#DAYS OF FUTURE PAST TIMELINE MOVIE#
The 1962-set First Class is chronologically the first movie to happen in the series. Voila, Professor X was gone, and now he’s back. Moira MacTaggert checks on a comatose patient who ends up being a telepathically melded Professor X, who Ratner reveals in the DVD commentary is Xavier’s identical twin brother - something never explained in any other films or mentioned ever again. The real problem stems from Phoenix disintegrating both Cyclops and Xavier, killing them both. Thankfully, the X-Men prevail, with Wolverine’s healing factor helping to destroy Phoenix, while Beast injects Magneto with the “cure,” rendering him literally powerless until later on when he can somehow still move metal with his mind. Flash forward back to 2006 or 2007, and the group teams up to fight Magneto again, this time allied with Grey’s evil Phoenix persona, to also combat a lab developing the “cure” for their mutations. Chronologically in the movie, a younger Magneto and Professor X meet Jean Grey to recruit her.
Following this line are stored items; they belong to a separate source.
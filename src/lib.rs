// Copyright @yucwang 2026

#![allow(dead_code)]

pub mod core;
pub mod math;
pub mod io;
X-Menĭirector Bryan Singer left the franchise for this 2006 entry directed by Brett Ratner, and things started falling apart. So with X-Men: Apocalypse hitting theaters, let’s take a look at how all this came to be.

They’re a cohesive whole because the filmmakers say they are, even when they really aren’t.
#DAYS OF FUTURE PAST TIMELINE SERIES#
Sure, there’s a little retconning here and there, but nothing to completely upend the overall understanding of the cinematic universe as a whole like the other self contained Marvel cinematic X-Men universe.Īll that confusion basically makes the X-Men movies the most comic book-y comic book movie series out there. This kind of approach is in direct conflict with the uber-successful Marvel Cinematic Universe, which has established a strict cohesion meant to seamlessly bridge the gap between each movie. In that case, you should do what the X-Men movie franchise does and just not really make any sense with continuity and cross your fingers to hope nobody is paying close attention.

Making sense is difficult, especially when you’re trying to make movies in a long-running franchise with multiple directors tackling multiple storylines from a 50-year comic book history.